In the past, countries could close themselves in an autarkic market, existing within a self-sufficient economy that does not rely on trade with other countries. Today, however, this is not possible. There is not a country in the world that does not export or import goods and services. In fact, there is not a country in the world that can provide for all the needs of its citizens on its own ignoring the international system.
According to data from the World Trade Organization (WTO), since WWII, the scope of international trade has risen sharply.

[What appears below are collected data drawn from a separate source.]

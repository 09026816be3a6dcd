//! Polyline export formats.

use std::fmt::Write as _;

use clap::ValueEnum;
use serde::{Deserialize, Serialize};

use crate::error::{CurveError, Result};
use crate::types::CurveResult;

/// Output format for a traced curve.
#[derive(Debug, Clone, Copy, PartialEq, Eq, Default, ValueEnum, Serialize, Deserialize)]
#[serde(rename_all = "lowercase")]
pub enum ExportFormat {
    /// Array of `{"x": .., "y": ..}` objects
    #[default]
    Json,
    /// `x,y` rows with a header line
    Csv,
    /// SVG document with a single polyline
    Svg,
}

impl ExportFormat {
    /// Pick a format from a file extension, if recognised.
    pub fn from_extension(ext: &str) -> Option<Self> {
        match ext.to_ascii_lowercase().as_str() {
            "json" => Some(Self::Json),
            "csv" => Some(Self::Csv),
            "svg" => Some(Self::Svg),
            _ => None,
        }
    }
}

/// Render `curve` in `format`. `width`/`height` size the SVG canvas.
pub fn export(curve: &CurveResult, format: ExportFormat, width: u32, height: u32) -> Result<String> {
    match format {
        ExportFormat::Json => to_json(curve),
        ExportFormat::Csv => Ok(to_csv(curve)),
        ExportFormat::Svg => Ok(to_svg(curve, width, height)),
    }
}

/// Pretty-printed JSON array of points.
pub fn to_json(curve: &CurveResult) -> Result<String> {
    serde_json::to_string_pretty(curve).map_err(|e| CurveError::Parse {
        message: format!("Failed to serialize curve: {}", e),
        help: None,
    })
}

pub fn to_csv(curve: &CurveResult) -> String {
    let mut out = String::from("x,y\n");
    for point in curve {
        let _ = writeln!(out, "{},{}", point.x, point.y);
    }
    out
}

/// The `points` attribute of an SVG polyline.
pub fn svg_points_attr(curve: &CurveResult) -> String {
    curve
        .iter()
        .map(|p| format!("{},{}", p.x, p.y))
        .collect::<Vec<_>>()
        .join(" ")
}

pub fn to_svg(curve: &CurveResult, width: u32, height: u32) -> String {
    let mut out = String::new();
    let _ = writeln!(
        out,
        r#"<svg xmlns="http://www.w3.org/2000/svg" width="{w}" height="{h}" viewBox="0 0 {w} {h}">"#,
        w = width,
        h = height
    );
    let _ = writeln!(
        out,
        r#"  <polyline points="{}" fill="none" stroke="red" stroke-width="1"/>"#,
        svg_points_attr(curve)
    );
    out.push_str("</svg>\n");
    out
}
//! Core types for curvetrace.

mod colour;
mod curve;
mod point;

pub use colour::Colour;
pub use curve::CurveResult;
pub use point::Point;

The United States was the leader in international merchandise trade in 2010, with a trade volume of 3.25 trillion dollars (1.97 of which is imports); China was second, with approximately 2.97 trillion dollars in volume (with 183 billion dollars in merchandise trade surplus), and Germany was third with 2.34 trillion in merchandise trade volume (with a surplus of 202 billion dollars) [3].
The enormous scope of international trade exemplifies the connections and dependence among the countries, both in the real economy [4] and in finance.
[3] “International Trade Statistics 2011,” World Trade Organization, www.wto.org/english/res_e/statis_e/its2011_e/its2011_e.pdf
[4] Real Economy: The part of the economy that is concerned with actually producing goods and services, as opposed to the part of the economy that is concerned with buying and selling on the financial markets. Source: Financial Times Lexicon (http://lexicon.ft.com/Term?term=real-economy)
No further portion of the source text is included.